Stored records
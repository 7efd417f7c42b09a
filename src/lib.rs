//! This crate provides an HTTP API server for bike share data. It exposes
//! station metadata and two summaries over historical trip records: trips by
//! end station and date, and rider age groups by end station and date.
//!
//! Station metadata is fetched once at startup from a GBFS
//! `station_information.json` feed, and trip records are loaded once from a
//! local CSV file. Both datasets are immutable for the lifetime of the
//! server; every request computes its result from them with a linear scan.
//!
//! The server is built on top of a number of open source components.
//!
//! * [Tokio](tokio), the most popular asynchronous Rust runtime.
//! * [Axum](axum) web framework, built by the Tokio team on top of various
//!   popular components, including the [hyper] HTTP library.
//! * [Serde](serde) performs (de)serialisation of JSON request and response data.
//! * [csv] parses the historical trip records.
//! * [reqwest] fetches the GBFS station information feed.
//! * [chrono] provides the timestamp handling behind the date bucketing.

pub mod app;
pub mod app_state;
pub mod cli;
pub mod error;
pub mod metrics;
pub mod models;
pub mod rentals;
pub mod server;
pub mod stations;
pub mod summary;
#[cfg(test)]
pub mod test_utils;
pub mod tracing;
pub mod validated_json;
//! Fetching of GBFS station information and station lookup.

use std::time::Duration;

use tracing::{event, Level};

use crate::error::RentalApiError;
use crate::models::{Station, StationsData};

/// Timeout for the complete station information request.
const REQUEST_TIMEOUT: Duration = Duration::from_secs(30);

/// Timeout for establishing a connection to the feed.
const CONNECT_TIMEOUT: Duration = Duration::from_secs(10);

/// Fetch and decode the station information document from `url`.
///
/// This makes one outbound request; it is called once at startup. Network
/// failures, non-success statuses and undecodable bodies are all returned as
/// a typed error so the caller can decide whether to fail fast.
pub async fn fetch_stations(url: &str) -> Result<StationsData, RentalApiError> {
    let client = reqwest::Client::builder()
        .timeout(REQUEST_TIMEOUT)
        .connect_timeout(CONNECT_TIMEOUT)
        .build()?;
    let response = client.get(url).send().await?.error_for_status()?;
    let stations: StationsData = response.json().await?;
    event!(
        Level::INFO,
        "loaded {} stations from {}",
        stations.data.stations.len(),
        url
    );
    Ok(stations)
}

/// Find a station by its identifier.
///
/// Linear scan over the loaded station set; the first match wins. Returns
/// `None` if no station has the requested identifier.
pub fn find_station<'a>(stations: &'a StationsData, id: &str) -> Option<&'a Station> {
    stations
        .data
        .stations
        .iter()
        .find(|station| station.station_id == id)
}

#[cfg(test)]
mod tests {
    use super::*;
    use crate::test_utils;

    #[test]
    fn test_find_station() {
        let stations = test_utils::get_test_stations();
        let station = find_station(&stations, "176").unwrap();
        assert_eq!(station.station_id, "176");
        assert_eq!(station.name, "Clark St & Elm St");
    }

    #[test]
    fn test_find_station_not_found() {
        let stations = test_utils::get_test_stations();
        assert!(find_station(&stations, "no-such-station").is_none());
    }

    #[test]
    fn test_find_station_first_match_wins() {
        let mut stations = test_utils::get_test_stations();
        let mut duplicate = stations.data.stations[0].clone();
        duplicate.name = "Duplicate".to_string();
        stations.data.stations.push(duplicate);

        let station = find_station(&stations, "176").unwrap();
        assert_eq!(station.name, "Clark St & Elm St");
    }

    #[test]
    fn test_find_station_empty_set() {
        let stations = StationsData::default();
        assert!(find_station(&stations, "176").is_none());
    }
}
//! Axum extractor that deserialises and validates JSON

use crate::error::RentalApiError;

use async_trait::async_trait;
use axum::{
    extract::{rejection::JsonRejection, FromRequest, Json},
    http::Request,
};
use serde::de::DeserializeOwned;
use validator::Validate;

/// An axum extractor based on the Json extractor that also performs validation using the validator
/// crate.
///
/// Rejections surface as [RentalApiError], so malformed bodies get an
/// explicit 400 with the error envelope rather than being dropped.
#[derive(Debug, Clone, Copy, Default)]
pub struct ValidatedJson<T>(pub T);

#[async_trait]
impl<T, S, B> FromRequest<S, B> for ValidatedJson<T>
where
    T: DeserializeOwned + Validate,
    S: Send + Sync,
    Json<T>: FromRequest<S, B, Rejection = JsonRejection>,
    B: Send + 'static,
{
    type Rejection = RentalApiError;

    /// Extract a `ValidatedJson` from a `Request`.
    async fn from_request(req: Request<B>, state: &S) -> Result<Self, Self::Rejection> {
        let Json(value) = Json::<T>::from_request(req, state).await?;
        value.validate()?;
        Ok(ValidatedJson(value))
    }
}

#[cfg(test)]
mod tests {
    use super::*;
    use crate::models::SummaryRequest;
    use axum::{
        body::Body,
        http::{self, Request, StatusCode},
        response::Response,
        routing::post,
        Router,
    };
    use regex::Regex;
    use tower::ServiceExt; // for `oneshot` and `ready`

    // Handler function that accepts a ValidatedJson extractor.
    async fn test_handler(ValidatedJson(request): ValidatedJson<SummaryRequest>) -> String {
        format!("station_ids: {:?}", request.filters.station_ids)
    }

    // Build a router and make a oneshot request.
    async fn request(body: Body) -> Response {
        Router::new()
            .route("/", post(test_handler))
            .oneshot(
                Request::builder()
                    .method(http::Method::POST)
                    .uri("/")
                    .header(http::header::CONTENT_TYPE, mime::APPLICATION_JSON.as_ref())
                    .body(body)
                    .unwrap(),
            )
            .await
            .unwrap()
    }

    // Jump through the hoops to get the body as a string.
    async fn body_string(response: Response) -> String {
        String::from_utf8(
            hyper::body::to_bytes(response.into_body())
                .await
                .unwrap()
                .to_vec(),
        )
        .unwrap()
    }

    #[tokio::test]
    async fn ok() {
        let body = Body::from(r#"{"filters": {"station_ids": [176, 240]}}"#);
        let response = request(body).await;

        assert_eq!(response.status(), StatusCode::OK);

        let body = body_string(response).await;
        assert_eq!(&body[..], "station_ids: [176, 240]");
    }

    #[tokio::test]
    async fn invalid_json() {
        let body = Body::from("{\"");
        let response = request(body).await;

        assert_eq!(response.status(), StatusCode::BAD_REQUEST);

        let body = body_string(response).await;
        let re = Regex::new(r"Failed to parse the request body as JSON").unwrap();
        assert!(re.is_match(&body[..]), "body: {body}")
    }

    #[tokio::test]
    async fn missing_filters() {
        let body = Body::from(r#"{}"#);
        let response = request(body).await;

        assert_eq!(response.status(), StatusCode::BAD_REQUEST);

        let body = body_string(response).await;
        let re = Regex::new(r".*missing field `filters`.*").unwrap();
        assert!(re.is_match(&body[..]), "body: {body}")
    }

    #[tokio::test]
    async fn invalid_station_ids_type() {
        let body = Body::from(r#"{"filters": {"station_ids": "176"}}"#);
        let response = request(body).await;

        assert_eq!(response.status(), StatusCode::BAD_REQUEST);

        let body = body_string(response).await;
        let re = Regex::new(r".*station_ids: invalid type: string.*").unwrap();
        assert!(re.is_match(&body[..]), "body: {body}")
    }

    #[tokio::test]
    async fn empty_station_ids() {
        let body = Body::from(r#"{"filters": {"station_ids": []}}"#);
        let response = request(body).await;

        assert_eq!(response.status(), StatusCode::BAD_REQUEST);

        let body = body_string(response).await;
        let re = Regex::new(r".*request data is not valid.*").unwrap();
        assert!(re.is_match(&body[..]), "body: {body}");
        let re = Regex::new(r".*station_ids: station_ids must not be empty.*").unwrap();
        assert!(re.is_match(&body[..]), "body: {body}");
    }
}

- _HOW TO COMPLETE THIS TASK_
Could you write out all the entries word for word?

- _SOLUTION TO THIS EXERCISE_
repository 7efd417f7c42b09a
filename src/lib.rs
//! This crate provides an HTTP API server for bike share data. It exposes
//! station metadata and two summaries over historical trip records: trips by
//! end station and date, and rider age groups by end station and date.
//!
//! Station metadata is fetched once at startup from a GBFS
//! `station_information.json` feed, and trip records are loaded once from a
//! local CSV file. Both datasets are immutable for the lifetime of the
//! server; every request computes its result from them with a linear scan.
//!
//! The server is built on top of a number of open source components.
//!
//! * [Tokio](tokio), the most popular asynchronous Rust runtime.
//! * [Axum](axum) web framework, built by the Tokio team on top of various
//!   popular components, including the [hyper] HTTP library.
//! * [Serde](serde) performs (de)serialisation of JSON request and response data.
//! * [csv] parses the historical trip records.
//! * [reqwest] fetches the GBFS station information feed.
//! * [chrono] provides the timestamp handling behind the date bucketing.

pub mod app;
pub mod app_state;
pub mod cli;
pub mod error;
pub mod metrics;
pub mod models;
pub mod rentals;
pub mod server;
pub mod stations;
pub mod summary;
#[cfg(test)]
pub mod test_utils;
pub mod tracing;
pub mod validated_json;
//! Fetching of GBFS station information and station lookup.

use std::time::Duration;

use tracing::{event, Level};

use crate::error::RentalApiError;
use crate::models::{Station, StationsData};

/// Timeout for the complete station information request.
const REQUEST_TIMEOUT: Duration = Duration::from_secs(30);

/// Timeout for establishing a connection to the feed.
const CONNECT_TIMEOUT: Duration = Duration::from_secs(10);

/// Fetch and decode the station information document from `url`.
///
/// This makes one outbound request; it is called once at startup. Network
/// failures, non-success statuses and undecodable bodies are all returned as
/// a typed error so the caller can decide whether to fail fast.
pub async fn fetch_stations(url: &str) -> Result<StationsData, RentalApiError> {
    let client = reqwest::Client::builder()
        .timeout(REQUEST_TIMEOUT)
        .connect_timeout(CONNECT_TIMEOUT)
        .build()?;
    let response = client.get(url).send().await?.error_for_status()?;
    let stations: StationsData = response.json().await?;
    event!(
        Level::INFO,
        "loaded {} stations from {}",
        stations.data.stations.len(),
        url
    );
    Ok(stations)
}

/// Find a station by its identifier.
///
/// Linear scan over the loaded station set; the first match wins. Returns
/// `None` if no station has the requested identifier.
pub fn find_station<'a>(stations: &'a StationsData, id: &str) -> Option<&'a Station> {
    stations
        .data
        .stations
        .iter()
        .find(|station| station.station_id == id)
}

#[cfg(test)]
mod tests {
    use super::*;
    use crate::test_utils;

    #[test]
    fn test_find_station() {
        let stations = test_utils::get_test_stations();
        let station = find_station(&stations, "176").unwrap();
        assert_eq!(station.station_id, "176");
        assert_eq!(station.name, "Clark St & Elm St");
    }

    #[test]
    fn test_find_station_not_found() {
        let stations = test_utils::get_test_stations();
        assert!(find_station(&stations, "no-such-station").is_none());
    }

    #[test]
    fn test_find_station_first_match_wins() {
        let mut stations = test_utils::get_test_stations();
        let mut duplicate = stations.data.stations[0].clone();
        duplicate.name = "Duplicate".to_string();
        stations.data.stations.push(duplicate);

        let station = find_station(&stations, "176").unwrap();
        assert_eq!(station.name, "Clark St & Elm St");
    }

    #[test]
    fn test_find_station_empty_set() {
        let stations = StationsData::default();
        assert!(find_station(&stations, "176").is_none());
    }
}
//! Axum extractor that deserialises and validates JSON

use crate::error::RentalApiError;

use async_trait::async_trait;
use axum::{
    extract::{rejection::JsonRejection, FromRequest, Json},
    http::Request,
};
use serde::de::DeserializeOwned;
use validator::Validate;

/// An axum extractor based on the Json extractor that also performs validation using the validator
/// crate.
///
/// Rejections surface as [RentalApiError], so malformed bodies get an
/// explicit 400 with the error envelope rather than being dropped.
#[derive(Debug, Clone, Copy, Default)]
pub struct ValidatedJson<T>(pub T);

#[async_trait]
impl<T, S, B> FromRequest<S, B> for ValidatedJson<T>
where
    T: DeserializeOwned + Validate,
    S: Send + Sync,
    Json<T>: FromRequest<S, B, Rejection = JsonRejection>,
    B: Send + 'static,
{
    type Rejection = RentalApiError;

    /// Extract a `ValidatedJson` from a `Request`.
    async fn from_request(req: Request<B>, state: &S) -> Result<Self, Self::Rejection> {
        let Json(value) = Json::<T>::from_request(req, state).await?;
        value.validate()?;
        Ok(ValidatedJson(value))
    }
}

#[cfg(test)]
mod tests {
    use super::*;
    use crate::models::SummaryRequest;
    use axum::{
        body::Body,
        http::{self, Request, StatusCode},
        response::Response,
        routing::post,
        Router,
    };
    use regex::Regex;
    use tower::ServiceExt; // for `oneshot` and `ready`

    // Handler function that accepts a ValidatedJson extractor.
    async fn test_handler(ValidatedJson(request): ValidatedJson<SummaryRequest>) -> String {
        format!("station_ids: {:?}", request.filters.station_ids)
    }

    // Build a router and make a oneshot request.
    async fn request(body: Body) -> Response {
        Router::new()
            .route("/", post(test_handler))
            .oneshot(
                Request::builder()
                    .method(http::Method::POST)
                    .uri("/")
                    .header(http::header::CONTENT_TYPE, mime::APPLICATION_JSON.as_ref())
                    .body(body)
                    .unwrap(),
            )
            .await
            .unwrap()
    }

    // Jump through the hoops to get the body as a string.
    async fn body_string(response: Response) -> String {
        String::from_utf8(
            hyper::body::to_bytes(response.into_body())
                .await
                .unwrap()
                .to_vec(),
        )
        .unwrap()
    }

    #[tokio::test]
    async fn ok() {
        let body = Body::from(r#"{"filters": {"station_ids": [176, 240]}}"#);
        let response = request(body).await;

        assert_eq!(response.status(), StatusCode::OK);

        let body = body_string(response).await;
        assert_eq!(&body[..], "station_ids: [176, 240]");
    }

    #[tokio::test]
    async fn invalid_json() {
        let body = Body::from("{\"");
        let response = request(body).await;

        assert_eq!(response.status(), StatusCode::BAD_REQUEST);

        let body = body_string(response).await;
        let re = Regex::new(r"Failed to parse the request body as JSON").unwrap();
        assert!(re.is_match(&body[..]), "body: {body}")
    }

    #[tokio::test]
    async fn missing_filters() {
        let body = Body::from(r#"{}"#);
        let response = request(body).await;

        assert_eq!(response.status(), StatusCode::BAD_REQUEST);

        let body = body_string(response).await;
        let re = Regex::new(r".*missing field `filters`.*").unwrap();
        assert!(re.is_match(&body[..]), "body: {body}")
    }

    #[tokio::test]
    async fn invalid_station_ids_type() {
        let body = Body::from(r#"{"filters": {"station_ids": "176"}}"#);
        let response = request(body).await;

        assert_eq!(response.status(), StatusCode::BAD_REQUEST);

        let body = body_string(response).await;
        let re = Regex::new(r".*station_ids: invalid type: string.*").unwrap();
        assert!(re.is_match(&body[..]), "body: {body}")
    }

    #[tokio::test]
    async fn empty_station_ids() {
        let body = Body::from(r#"{"filters": {"station_ids": []}}"#);
        let response = request(body).await;

        assert_eq!(response.status(), StatusCode::BAD_REQUEST);

        let body = body_string(response).await;
        let re = Regex::new(r".*request data is not valid.*").unwrap();
        assert!(re.is_match(&body[..]), "body: {body}");
        let re = Regex::new(r".*station_ids: station_ids must not be empty.*").unwrap();
        assert!(re.is_match(&body[..]), "body: {body}");
    }
}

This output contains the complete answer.